General information
- Location: National Highway 16, Rajkona, Cuttack district, Odisha India
- Coordinates: 20°35′48″N 86°01′09″E﻿ / ﻿20.596534°N 86.019256°E
- Elevation: 31 m (102 ft)
- System: Passenger train station
- Owner: Indian Railways
- Operator: East Coast Railway
- Lines: Howrah–Chennai main line Kharagpur–Puri line
- Platforms: 2
- Tracks: 2

Construction
- Structure type: Standard (on ground station)

Other information
- Status: Functioning
- Station code: SJDR

History
- Opened: 1901
- Former names: East Coast State Railway

Services
| Preceding station | Indian Railways |  |  | Following station |
| Byree towards Howrah Junction |  | East Coast Railway zoneHowrah–Chennai main line |  | Kapilas Road Junction towards Chennai Central |

= Sri Jhadeshwar Road railway station =

Railway station in Odisha

Sri Jhadeshwar Road is a railway station on Kharagpur–Puri line, part of the Howrah–Chennai main line under Khurda Road railway division of East Coast Railway zone.
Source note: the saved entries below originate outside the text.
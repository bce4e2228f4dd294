//! # Controly Shared Library
//!
//! Domain types and business rules shared by the Controly API server.
//!
//! ## Module Organization
//!
//! - `models`: database models (plans, accounts, users, CRM records)
//! - `entitlement`: module/plan entitlement resolver and limit enforcement
//! - `auth`: passwords, JWT, middleware, role gates
//! - `db`: connection pool and embedded migrations

pub mod auth;
pub mod db;
pub mod entitlement;
pub mod models;

/// Current version of the Controly shared library
pub const VERSION: &str = env!("CARGO_PKG_VERSION");

#[cfg(test)]
mod tests {
    use super::*;

    #[test]
    fn test_version_is_set() {
        assert!(!VERSION.is_empty());
    }
}
/// Database models for Controly
///
/// This module contains all database models and their CRUD operations.
///
/// # Models
///
/// - `module`: Static module catalog (USERS, CONTACTS, CRM)
/// - `plan`: Subscription plans
/// - `plan_module`: Per-plan module inclusion, limits and capability flags
/// - `business_account`: Tenants, the ownership and billing unit
/// - `user`: Role-bearing users of an account
/// - `company`: Companies (counted by CONTACTS)
/// - `opportunity`: Sales opportunities (counted by CRM)
/// - `activity`: Logged interactions (gated by CRM)
///
/// Tenant-owned models take the account ID on every query; there is no way to
/// read another account's rows through this layer.
///
/// # Example
///
/// ```no_run
/// use controly_shared::models::company::{Company, CreateCompany};
/// use controly_shared::db::pool::{create_pool, DatabaseConfig};
/// use uuid::Uuid;
///
/// # async fn example(account_id: Uuid, user_id: Uuid) -> Result<(), Box<dyn std::error::Error>> {
/// let pool = create_pool(DatabaseConfig::default()).await?;
///
/// let company = Company::create(&pool, account_id, user_id, CreateCompany {
///     name: "Globex".to_string(),
///     ..Default::default()
/// }).await?;
/// # Ok(())
/// # }
/// ```

pub mod activity;
pub mod business_account;
pub mod company;
pub mod module;
pub mod opportunity;
pub mod plan;
pub mod plan_module;
pub mod user;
It is situated beside National Highway 16 at Rajkona in Cuttack district in the Indian state of Odisha.

==History==
In between 1893 and 1896 the East Coast State Railway constructed Howrah–Chennai main line. Kharagpur–Puri branch was finally opened for public in 1901. The route was electrified in several phases. In 2005, Howrah–Chennai route was completely electrified.